• [EXTRACTED MATERIAL]:
//! The spatial data store: every layer, loaded once and shared read-only.
//!
//! # Example
//!
//! ```ignore
//! use hazmap::SpatialStoreBuilder;
//!
//! let store = SpatialStoreBuilder::new("/data/nepal").build()?;
//! println!("{} rivers", store.rivers.len());
//! ```

use std::path::{Path, PathBuf};

use geo::{point, Geometry};

use crate::error::{HazardError, Result};
use crate::layer::{Feature, Layer};
use crate::projection::{Projector, UTM_45N};
use crate::records::{
    Boundary, District, FireDetection, IndexSheet, LocalUnit, Province, Record, River, Road,
    Settlement, Shelter,
};

/// Every GIS layer the analyses run over.
#[derive(Debug)]
pub struct SpatialStore {
    data_dir: PathBuf,
    projector: Projector,
    pub local_units: Layer<LocalUnit>,
    pub districts: Layer<District>,
    pub provinces: Layer<Province>,
    pub boundary: Layer<Boundary>,
    pub index_sheet: Layer<IndexSheet>,
    pub rivers: Layer<River>,
    pub roads: Layer<Road>,
    pub settlements: Layer<Settlement>,
    pub fire1: Layer<FireDetection>,
    pub fire2: Layer<FireDetection>,
    pub shelters: Layer<Shelter>,
}

/// Name and feature count of one layer.
#[derive(Debug, Clone, PartialEq, Eq, serde::Serialize)]
pub struct LayerSummary {
    pub name: String,
    pub feature_count: usize,
}

/// Layer names, in the order [`SpatialStore::summaries`] reports them.
pub const LAYER_NAMES: [&str; 11] = [
    "local_units",
    "districts",
    "provinces",
    "boundary",
    "index_sheet",
    "rivers",
    "roads",
    "settlements",
    "fire1",
    "fire2",
    "shelters",
];

impl SpatialStore {
    /// Create a new builder for a data directory.
    pub fn builder<P: AsRef<Path>>(data_dir: P) -> SpatialStoreBuilder {
        SpatialStoreBuilder::new(data_dir)
    }

    /// A store with every layer empty, for assembling layers in code.
    pub fn in_memory(projector: Projector) -> Self {
        Self {
            data_dir: PathBuf::new(),
            projector,
            local_units: Layer::empty("local_units"),
            districts: Layer::empty("districts"),
            provinces: Layer::empty("provinces"),
            boundary: Layer::empty("boundary"),
            index_sheet: Layer::empty("index_sheet"),
            rivers: Layer::empty("rivers"),
            roads: Layer::empty("roads"),
            settlements: Layer::empty("settlements"),
            fire1: Layer::empty("fire1"),
            fire2: Layer::empty("fire2"),
            shelters: Layer::empty("shelters"),
        }
    }

    /// The projector between lon/lat and the metric CRS.
    pub fn projector(&self) -> &Projector {
        &self.projector
    }

    /// Directory the layers were loaded from.
    pub fn data_dir(&self) -> &Path {
        &self.data_dir
    }

    /// Both fire detection layers, fire1 first.
    pub fn fires(&self) -> impl Iterator<Item = &Feature<FireDetection>> {
        self.fire1.iter().chain(self.fire2.iter())
    }

    /// Feature counts for every layer.
    pub fn summaries(&self) -> Vec<LayerSummary> {
        let counts = [
            self.local_units.len(),
            self.districts.len(),
            self.provinces.len(),
            self.boundary.len(),
            self.index_sheet.len(),
            self.rivers.len(),
            self.roads.len(),
            self.settlements.len(),
            self.fire1.len(),
            self.fire2.len(),
            self.shelters.len(),
        ];
        LAYER_NAMES
            .iter()
            .zip(counts)
            .map(|(name, feature_count)| LayerSummary {
                name: name.to_string(),
                feature_count,
            })
            .collect()
    }

    /// Render a whole layer as a GeoJSON FeatureCollection.
    ///
    /// # Errors
    ///
    /// Returns [`HazardError::Validation`] for an unknown layer name.
    pub fn layer_collection(&self, name: &str) -> Result<geojson::FeatureCollection> {
        use crate::geojson::layer_collection as fc;
        Ok(match name {
            "local_units" => fc(&self.local_units),
            "districts" => fc(&self.districts),
            "provinces" => fc(&self.provinces),
            "boundary" => fc(&self.boundary),
            "index_sheet" => fc(&self.index_sheet),
            "rivers" => fc(&self.rivers),
            "roads" => fc(&self.roads),
            "settlements" => fc(&self.settlements),
            "fire1" => fc(&self.fire1),
            "fire2" => fc(&self.fire2),
            "shelters" => fc(&self.shelters),
            other => {
                return Err(HazardError::validation(format!(
                    "Unknown layer '{other}'. Expected one of: {}",
                    LAYER_NAMES.join(", ")
                )))
            }
        })
    }
}

/// Builder for [`SpatialStore`].
#[derive(Debug, Clone)]
pub struct SpatialStoreBuilder {
    data_dir: PathBuf,
    metric_proj: String,
}

impl SpatialStoreBuilder {
    /// Create a builder reading layers from `data_dir`.
    pub fn new<P: AsRef<Path>>(data_dir: P) -> Self {
        Self {
            data_dir: data_dir.as_ref().to_path_buf(),
            metric_proj: UTM_45N.to_string(),
        }
    }

    /// Create a builder from environment variables.
    ///
    /// | Variable | Description | Default |
    /// |----------|-------------|---------|
    /// | `HAZMAP_DATA_DIR` | Directory of `<layer>.geojson` files | Required |
    /// | `HAZMAP_METRIC_PROJ` | PROJ.4 string of the metric CRS | UTM zone 45N |
    ///
    /// # Errors
    ///
    /// Returns [`HazardError::Validation`] if `HAZMAP_DATA_DIR` is not set.
    pub fn from_env() -> Result<Self> {
        let data_dir = std::env::var("HAZMAP_DATA_DIR").map_err(|_| {
            HazardError::validation("HAZMAP_DATA_DIR environment variable not set")
        })?;
        Ok(Self::new(data_dir).metric_proj_from(|key| std::env::var(key).ok()))
    }

    /// Like [`from_env`](Self::from_env), but reads layers from `default_dir`
    /// when `HAZMAP_DATA_DIR` is unset. `HAZMAP_METRIC_PROJ` is applied either way.
    pub fn from_env_or<P: AsRef<Path>>(default_dir: P) -> Self {
        Self::from_lookup(default_dir, |key| std::env::var(key).ok())
    }

    fn from_lookup<P: AsRef<Path>>(default_dir: P, lookup: impl Fn(&str) -> Option<String>) -> Self {
        let builder = match lookup("HAZMAP_DATA_DIR") {
            Some(dir) if !dir.trim().is_empty() => Self::new(dir),
            _ => {
                tracing::warn!(
                    data_dir = %default_dir.as_ref().display(),
                    "HAZMAP_DATA_DIR not set, using default data directory"
                );
                Self::new(default_dir)
            }
        };
        builder.metric_proj_from(lookup)
    }

    fn metric_proj_from(self, lookup: impl Fn(&str) -> Option<String>) -> Self {
        match lookup("HAZMAP_METRIC_PROJ") {
            Some(proj) if !proj.trim().is_empty() => self.metric_proj(proj),
            _ => self,
        }
    }

    /// Set the data directory.
    pub fn data_dir<P: AsRef<Path>>(mut self, path: P) -> Self {
        self.data_dir = path.as_ref().to_path_buf();
        self
    }

    /// Set the PROJ.4 definition of the metric CRS.
    pub fn metric_proj(mut self, definition: impl Into<String>) -> Self {
        self.metric_proj = definition.into();
        self
    }

    /// Load every layer.
    ///
    /// Missing layer files load as empty layers. A missing `shelters.geojson`
    /// is replaced by the default shelter set.
    ///
    /// # Errors
    ///
    /// Fails if the data directory doesn't exist, the projection is invalid,
    /// or a present layer file can't be parsed.
    pub fn build(self) -> Result<SpatialStore> {
        if !self.data_dir.is_dir() {
            return Err(HazardError::Io(std::io::Error::new(
                std::io::ErrorKind::NotFound,
                format!("data directory {} does not exist", self.data_dir.display()),
            )));
        }
        let projector = Projector::new(&self.metric_proj)?;
        let dir = &self.data_dir;

        let shelters = if dir.join("shelters.geojson").is_file() {
            load(dir, "shelters", &projector)?
        } else {
            tracing::info!("No shelters layer found, using default shelters");
            default_shelters(&projector)?
        };

        let store = SpatialStore {
            local_units: load(dir, "local_units", &projector)?,
            districts: load(dir, "districts", &projector)?,
            provinces: load(dir, "provinces", &projector)?,
            boundary: load(dir, "boundary", &projector)?,
            index_sheet: load(dir, "index_sheet", &projector)?,
            rivers: load(dir, "rivers", &projector)?,
            roads: load(dir, "roads", &projector)?,
            settlements: load(dir, "settlements", &projector)?,
            fire1: load(dir, "fire1", &projector)?,
            fire2: load(dir, "fire2", &projector)?,
            shelters,
            data_dir: self.data_dir.clone(),
            projector,
        };

        for summary in store.summaries() {
            tracing::info!(layer = %summary.name, features = summary.feature_count, "Layer loaded");
        }
        Ok(store)
    }
}

fn load<A: Record>(dir: &Path, name: &str, projector: &Projector) -> Result<Layer<A>> {
    let path = dir.join(format!("{name}.geojson"));
    if !path.is_file() {
        tracing::warn!(layer = name, path = %path.display(), "Layer file missing, using empty layer");
        return Ok(Layer::empty(name));
    }
    Layer::from_file(name, &path, projector)
}

/// The five shelters seeded when no shelter layer is provided.
pub fn default_shelters(projector: &Projector) -> Result<Layer<Shelter>> {
    let seeds = [
        ("Kathmandu Hospital", 500, "hospital", 85.3197, 27.7000),
        ("Pokhara Community Hall", 300, "community_hall", 83.9856, 28.2096),
        ("Biratnagar School", 200, "school", 87.28, 26.45),
        ("Hetauda District HQ", 100, "district_hq", 85.03, 27.43),
        ("Chitwan Police Station", 50, "police_station", 84.49, 27.68),
    ];
    let features = seeds
        .into_iter()
        .enumerate()
        .map(|(i, (name, capacity, kind, lon, lat))| {
            Feature::new(
                projector,
                i as i64 + 1,
                Geometry::Point(point!(x: lon, y: lat)),
                Shelter {
                    name: Some(name.to_string()),
                    capacity: Some(capacity),
                    shelter_type: Some(kind.to_string()),
                },
            )
        })
        .collect::<Result<Vec<_>>>()?;
    Ok(Layer::new("shelters", features))
}

#[cfg(test)]
mod tests {
    use super::*;
    use std::fs;
    use tempfile::TempDir;

    const SETTLEMENTS: &str = r#"{
        "type": "FeatureCollection",
        "features": [
            {"type": "Feature", "properties": {"fid": 1, "vdc_name": "Bhaktapur"},
             "geometry": {"type": "Point", "coordinates": [85.43, 27.67]}}
        ]
    }"#;

    #[test]
    fn test_build_with_missing_layers() {
        let dir = TempDir::new().unwrap();
        fs::write(dir.path().join("settlements.geojson"), SETTLEMENTS).unwrap();

        let store = SpatialStoreBuilder::new(dir.path()).build().unwrap();
        assert_eq!(store.settlements.len(), 1);
        assert!(store.rivers.is_empty());
        assert_eq!(store.shelters.len(), 5);
        assert_eq!(store.data_dir(), dir.path());
    }

    #[test]
    fn test_default_dir_keeps_metric_projection() {
        let proj = "+proj=utm +zone=44 +datum=WGS84 +units=m +no_defs";
        let builder = SpatialStoreBuilder::from_lookup(".", |key| {
            (key == "HAZMAP_METRIC_PROJ").then(|| proj.to_string())
        });
        assert_eq!(builder.data_dir, PathBuf::from("."));
        assert_eq!(builder.metric_proj, proj);
    }

    #[test]
    fn test_env_data_dir_without_projection() {
        let builder = SpatialStoreBuilder::from_lookup(".", |key| {
            (key == "HAZMAP_DATA_DIR").then(|| "/srv/layers".to_string())
        });
        assert_eq!(builder.data_dir, PathBuf::from("/srv/layers"));
        assert_eq!(builder.metric_proj, UTM_45N);
    }

    #[test]
    fn test_build_missing_dir() {
        let result = SpatialStoreBuilder::new("/nonexistent/hazmap/data").build();
        assert!(matches!(result, Err(HazardError::Io(_))));
    }

    #[test]
    fn test_build_invalid_layer_file() {
        let dir = TempDir::new().unwrap();
        fs::write(dir.path().join("rivers.geojson"), "not json").unwrap();
        let result = SpatialStoreBuilder::new(dir.path()).build();
        assert!(matches!(result, Err(HazardError::InvalidLayer { .. })));
    }

    #[test]
    fn test_summaries_and_collections() {
        let dir = TempDir::new().unwrap();
        fs::write(dir.path().join("settlements.geojson"), SETTLEMENTS).unwrap();
        let store = SpatialStoreBuilder::new(dir.path()).build().unwrap();

        let summaries = store.summaries();
        assert_eq!(summaries.len(), LAYER_NAMES.len());
        let settlements = summaries.iter().find(|s| s.name == "settlements").unwrap();
        assert_eq!(settlements.feature_count, 1);

        let fc = store.layer_collection("settlements").unwrap();
        assert_eq!(fc.features.len(), 1);
        assert!(matches!(
            store.layer_collection("volcanoes"),
            Err(HazardError::Validation(_))
        ));
    }

    #[test]
    fn test_default_shelter_types() {
        let projector = Projector::utm45n().unwrap();
        let shelters = default_shelters(&projector).unwrap();
        let hq: Vec<_> = shelters
            .iter()
            .filter(|s| s.attributes.shelter_type.as_deref() == Some("district_hq"))
            .collect();
        assert_eq!(hq.len(), 1);
        assert_eq!(hq[0].attributes.capacity, Some(100));
    }

    #[test]
    fn test_from_env_missing_data_dir() {
        // Save and clear the env var
        let original = std::env::var("HAZMAP_DATA_DIR").ok();
        std::env::remove_var("HAZMAP_DATA_DIR");

        let result = SpatialStoreBuilder::from_env();
        assert!(matches!(result, Err(HazardError::Validation(_))));

        if let Some(val) = original {
            std::env::set_var("HAZMAP_DATA_DIR", val);
        }
    }
}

• [WHAT IS REQUIRED]:
From the data above, give the number of lines that hold "Returns", without anything else.

• [WORKED SOLUTION]:
2